Nibbana, or Nirvana in Buddhism

Nirvana

byThanissaro Bhikkhu

Thannisaro Buddho explains in this article the meaning of Nirvana. However, in his discussion he drew an erroneous conclusion about ancient Indians. He seems to be unware of the ascetic code of conduct which was meant for the Vedic people who renounced worldly life and lived in the forests as renunciants. He focused his attention upon the importance of fire in the life of a householder who was supposed to keep domestic fires and make offerings to gods, but ignored the Vedic Varnasharama Dharma, according to which when a householder retired from worldly life and took Sanyasa (renunciation) in the last phase of his life (sanyasashrama), he had to take a vow that he would renounce the use of fire for all purposes including its use to cook food or warm his body. He had to actually perform a ritual to extinguish the domestic fire and undertake the vow. For the householders and those who resorted to ascetic life, annihilation of fire meant renunciation of worldly life and all obligatory duties including daily sacrifices and use of domestic fire to prepare sacrificial food. Buddha did not invent the idea of liberation or Nirvana. It was a well-known concept in India at least 2000 years before the Buddha. Even the ideas such as karma, rebirth, desire as the root cause of all suffering, impermanence of the world, ego, impurities of the mind, etc., were well known to Jinas, Vedic seers and many ascetic traditions of ancient India long before the Buddha. Jayarm V


We all know what happens when a fire goes out. The flames die down and the fire is gone for good. So when we first learn that the name for the goal of Buddhist practice, nibbana (nirvana), literally means the extinguishing of a fire, it's hard to imagine a deadlier image for a spiritual goal: utter annihilation. It turns out, though, that this reading of the concept is a mistake in translation, not so much of a word as of an image. What did an extinguished fire represent to the Indians of the Buddha's day? Anything but annihilation.

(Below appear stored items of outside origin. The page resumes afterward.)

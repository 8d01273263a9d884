//! # Server Setup
//!
//! Server initialization, route registration, and HTTP server startup.
//!
//! [`start_server`] loads configuration, opens and migrates the database,
//! wires the [`IdentityService`] and serves the router built by
//! [`create_router`].

// region: --- Imports
use crate::handlers;
use crate::middleware::{log_requests, require_auth, stamp_req, RequestStamp};
use crate::services::IdentityService;
use axum::{
    extract::FromRef,
    http::{HeaderValue, Method, Request, Response},
    middleware::{from_fn, from_fn_with_state},
    routing::{get, post},
    Router,
};
use lib_core::model::store::AccountRepository;
use lib_core::{create_pool, migrate, AppError, Config};
use std::sync::Arc;
use std::time::Duration;
use tower_http::classify::ServerErrorsFailureClass;
use tower_http::cors::{Any, CorsLayer};
use tower_http::trace::TraceLayer;
use tracing::{info, Span};
use tracing_subscriber::EnvFilter;
// endregion: --- Imports

// region: --- AppState
/// Application state shared across all routes
#[derive(Clone)]
pub struct AppState {
    pub identity: Arc<IdentityService>,
}

impl AppState {
    pub fn new(identity: IdentityService) -> Self {
        Self {
            identity: Arc::new(identity),
        }
    }
}

impl FromRef<AppState> for Arc<IdentityService> {
    fn from_ref(state: &AppState) -> Self {
        state.identity.clone()
    }
}
// endregion: --- AppState

// region: --- Server Configuration
/// Server configuration
pub struct ServerConfig {
    /// Bind address (e.g., "0.0.0.0:8080")
    pub bind_address: String,
    /// Allowed CORS origins; empty allows any origin
    pub allowed_origins: Vec<String>,
}

impl Default for ServerConfig {
    fn default() -> Self {
        Self {
            bind_address: "0.0.0.0:8080".to_string(),
            allowed_origins: vec![
                "http://localhost:3000".to_string(),
                "http://127.0.0.1:3000".to_string(),
            ],
        }
    }
}
// endregion: --- Server Configuration

// region: --- Server Setup
/// Initialize and start the HTTP server
///
/// # Errors
///
/// This function will return an error if:
/// - Configuration loading or validation fails (e.g. `JWT_SECRET` missing)
/// - Database connection or migrations fail
/// - Server binding fails
pub async fn start_server(config: ServerConfig) -> anyhow::Result<()> {
    init_tracing()?;

    info!("Starting identity backend...");

    let core_config = Config::from_env()?;
    core_config.validate()?;
    info!("Configuration loaded: {:?}", core_config);

    ensure_database_dir(&core_config.database_url)?;
    let pool = create_pool(&core_config.database_url).await?;
    info!("Database connected: {}", core_config.database_url);

    migrate(&pool).await?;
    info!("Database migrations applied");

    let store = Arc::new(AccountRepository::new(pool));
    let identity = IdentityService::from_config(&core_config, store)?;
    let state = AppState::new(identity);

    let app = create_router(state, &config.allowed_origins);

    let listener = tokio::net::TcpListener::bind(&config.bind_address).await?;
    info!("Server listening on http://{}", config.bind_address);
    log_server_info();

    axum::serve(listener, app).await?;

    Ok(())
}

/// Install the global tracing subscriber. `LOG_LEVEL` picks the level.
fn init_tracing() -> anyhow::Result<()> {
    let log_level = std::env::var("LOG_LEVEL")
        .unwrap_or_else(|_| "info".to_string())
        .to_lowercase();

    let filter = match log_level.as_str() {
        "trace" | "debug" | "info" | "warn" | "error" => EnvFilter::new(&log_level),
        _ => EnvFilter::new("info"),
    };

    let subscriber = tracing_subscriber::fmt()
        .with_env_filter(filter)
        .with_target(true)
        .with_line_number(true)
        .finish();

    tracing::subscriber::set_global_default(subscriber)?;

    Ok(())
}

/// SQLite creates the database file but not its parent directory.
fn ensure_database_dir(database_url: &str) -> anyhow::Result<()> {
    let path = database_url
        .trim_start_matches("sqlite://")
        .trim_start_matches("sqlite:");

    if path.starts_with(':') {
        return Ok(());
    }

    let path = path.split('?').next().unwrap_or(path);
    if let Some(parent) = std::path::Path::new(path).parent() {
        if !parent.as_os_str().is_empty() {
            std::fs::create_dir_all(parent)?;
        }
    }

    Ok(())
}

/// Create the application router with all routes and middleware
pub fn create_router(state: AppState, allowed_origins: &[String]) -> Router {
    let protected = Router::new()
        .route("/me", get(handlers::users::me))
        .route_layer(from_fn_with_state(state.clone(), require_auth));

    info!("[ROUTE SETUP] Registering HTTP routes...");
    Router::new()
        .route("/users", post(handlers::users::register))
        .route("/users/{id}", get(handlers::users::get_user))
        .route("/login", post(handlers::users::login))
        .route("/health", get(handlers::users::health))
        .merge(protected)
        .fallback(|| async {
            info!("[404 HANDLER] Unmatched route - returning 404");
            AppError::NotFound("Route not found".to_string())
        })
        .with_state(state)
        // Innermost first: logging sees the stamp, the stamp wraps the span.
        .layer(from_fn(log_requests))
        .layer(
            TraceLayer::new_for_http()
                .make_span_with(|request: &Request<_>| {
                    let request_id = request
                        .extensions()
                        .get::<RequestStamp>()
                        .map(|s| s.id.clone())
                        .unwrap_or_else(|| "unknown".to_string());
                    tracing::info_span!(
                        "http_request",
                        request_id = %request_id,
                        method = %request.method(),
                        uri = %request.uri(),
                        version = ?request.version(),
                    )
                })
                .on_response(|_response: &Response<_>, _latency: Duration, _span: &Span| {
                    // Detailed logging is handled by log_requests middleware
                })
                .on_failure(
                    |error: ServerErrorsFailureClass, latency: Duration, _span: &Span| {
                        tracing::error!(
                            error = ?error,
                            latency_ms = latency.as_millis(),
                            "[HTTP FAILURE] Error: {:?}, Latency: {}ms",
                            error,
                            latency.as_millis()
                        );
                    },
                ),
        )
        .layer(from_fn(stamp_req))
        .layer(cors_layer(allowed_origins))
}

fn cors_layer(allowed_origins: &[String]) -> CorsLayer {
    let cors = CorsLayer::new()
        .allow_methods([Method::GET, Method::POST, Method::OPTIONS])
        .allow_headers([
            axum::http::header::CONTENT_TYPE,
            axum::http::header::AUTHORIZATION,
        ]);

    if allowed_origins.is_empty() {
        return cors.allow_origin(Any);
    }

    let origins: Vec<HeaderValue> = allowed_origins
        .iter()
        .filter_map(|origin| origin.parse().ok())
        .collect();

    cors.allow_origin(origins)
}

/// Log server information
fn log_server_info() {
    info!(" ACCOUNTS:");
    info!("   • POST /users        {{username, email, password}}");
    info!("   • GET  /users/{{id}}");
    info!(" AUTH:");
    info!("   • POST /login        {{username, password}}");
    info!("   • GET  /me           Authorization: Bearer <token>");
    info!(" HEALTH:");
    info!("   • GET  /health");
}
// endregion: --- Server Setup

According to the ancient Brahmans, when a fire was extinguished it went into a state of latency. Rather than ceasing to exist, it became dormant and in that state -- unbound from any particular fuel -- it became diffused throughout the cosmos. When the Buddha used the image to explain nibbana to the Indian Brahmans of his day, he bypassed the question of whether an extinguished fire continues to exist or not, and focused instead on the impossibility of defining a fire that doesn't burn: thus his statement that the person who has gone totally "out" can't be described.

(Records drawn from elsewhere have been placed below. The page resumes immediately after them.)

//! # Middleware
//!
//! Axum middleware for authentication, request stamping, and request logging.
//!
//! ## Modules
//!
//! - **[`mw_auth`]**: Bearer token authentication
//! - **[`mw_req_stamp`]**: Request ID and timestamp stamping
//! - **[`mw_logging`]**: Request/response logging with redaction

// region: --- Modules
pub mod mw_auth;
pub mod mw_logging;
pub mod mw_req_stamp;
// endregion: --- Modules

// region: --- Re-exports
pub use mw_auth::require_auth;
pub use mw_logging::log_requests;
pub use mw_req_stamp::{stamp_req, RequestStamp};
// endregion: --- Re-exports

However, when teaching his own disciples, the Buddha used nibbana more as an image of freedom. Apparently, all Indians at the time saw burning fire as agitated, dependent, and trapped, both clinging and being stuck to its fuel as it burned. To ignite a fire, one had to "seize" it. When fire let go of its fuel, it was "freed," released from its agitation, dependence, and entrapment -- calm and unconfined.

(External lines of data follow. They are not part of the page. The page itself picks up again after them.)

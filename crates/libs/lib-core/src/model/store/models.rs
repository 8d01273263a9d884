use chrono::{DateTime, Utc};
use lib_auth::TokenSubject;
use serde::Serialize;
use sqlx::FromRow;

/// Account row as stored, including the password hash.
///
/// Only the store and the account manager see this type; everything handed
/// to outside callers is an [`Account`]. `Debug` redacts the hash.
#[derive(Clone, FromRow, PartialEq, Eq)]
pub struct AccountRecord {
    pub id: i64,
    pub username: String,
    pub email: String,
    pub password_hash: String,
    pub created_at: DateTime<Utc>,
    pub updated_at: DateTime<Utc>,
}

impl std::fmt::Debug for AccountRecord {
    fn fmt(&self, f: &mut std::fmt::Formatter<'_>) -> std::fmt::Result {
        f.debug_struct("AccountRecord")
            .field("id", &self.id)
            .field("username", &self.username)
            .field("email", &self.email)
            .field("password_hash", &"***")
            .field("created_at", &self.created_at)
            .field("updated_at", &self.updated_at)
            .finish()
    }
}

/// Public view of an account. Has no password hash by construction.
#[derive(Debug, Clone, Serialize, PartialEq, Eq)]
pub struct Account {
    pub id: i64,
    pub username: String,
    pub email: String,
    pub created_at: DateTime<Utc>,
    pub updated_at: DateTime<Utc>,
}

impl From<AccountRecord> for Account {
    fn from(record: AccountRecord) -> Self {
        Self {
            id: record.id,
            username: record.username,
            email: record.email,
            created_at: record.created_at,
            updated_at: record.updated_at,
        }
    }
}

impl TokenSubject for Account {
    fn subject_id(&self) -> i64 {
        self.id
    }

    fn subject_name(&self) -> &str {
        &self.username
    }
}

/// Data structure for creating a new account.
///
/// Password must already be hashed. The store assigns id and timestamps.
#[derive(Clone)]
pub struct AccountForCreate {
    pub username: String,
    pub email: String,
    pub password_hash: String,
}

impl AccountForCreate {
    /// Create a new `AccountForCreate` instance.
    pub fn new(username: String, email: String, password_hash: String) -> Self {
        Self {
            username,
            email,
            password_hash,
        }
    }
}

impl std::fmt::Debug for AccountForCreate {
    fn fmt(&self, f: &mut std::fmt::Formatter<'_>) -> std::fmt::Result {
        f.debug_struct("AccountForCreate")
            .field("username", &self.username)
            .field("email", &self.email)
            .field("password_hash", &"***")
            .finish()
    }
}

#[cfg(test)]
mod tests {
    use super::*;
    use lib_utils::now_utc;

    fn record() -> AccountRecord {
        let now = now_utc();
        AccountRecord {
            id: 7,
            username: "alice".to_string(),
            email: "alice@x.com".to_string(),
            password_hash: "$argon2id$v=19$m=8,t=1,p=1$c2FsdA$ZGlnZXN0".to_string(),
            created_at: now,
            updated_at: now,
        }
    }

    #[test]
    fn test_account_drops_hash() {
        let account = Account::from(record());
        let json = serde_json::to_string(&account).unwrap();

        assert_eq!(account.id, 7);
        assert_eq!(account.username, "alice");
        assert!(!json.contains("argon2"));
        assert!(!json.contains("password"));
    }

    #[test]
    fn test_debug_redacts_hash() {
        assert!(!format!("{:?}", record()).contains("argon2"));

        let create = AccountForCreate::new(
            "alice".to_string(),
            "alice@x.com".to_string(),
            "$argon2id$secret".to_string(),
        );
        assert!(!format!("{:?}", create).contains("argon2"));
    }
}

This is why Pali poetry repeatedly uses the image of extinguished fire as a metaphor for freedom. In fact, this metaphor is part of a pattern of fire imagery that involves two other related terms as well. Upadana, or clinging, also refers to the sustenance a fire takes from its fuel. Khandha means not only one of the five "heaps" (form, feeling, perception, thought processes, and consciousness) that define all conditioned experience, but also the trunk of a tree. Just as fire goes out when it stops clinging and taking sustenance from wood, so the mind is freed when it stops clinging to the khandhas.

Thus the image underlying nibbana is one of freedom. The Pali commentaries support this point by tracing the word nibbana to its verbal root, which means "unbinding." What kind of unbinding? The texts describe two levels. One is the unbinding in this lifetime, symbolized by a fire that has gone out but whose embers are still warm. This stands for the enlightened arahant, who is conscious of sights and sounds, sensitive to pleasure and pain, but freed from passion, aversion, and delusion. The second level of unbinding, symbolized by a fire so totally out that its embers have grown cold, is what the arahant experiences after this life. All input from the senses cools away and he/she is totally freed from even the subtlest stresses and limitations of existence in space and time.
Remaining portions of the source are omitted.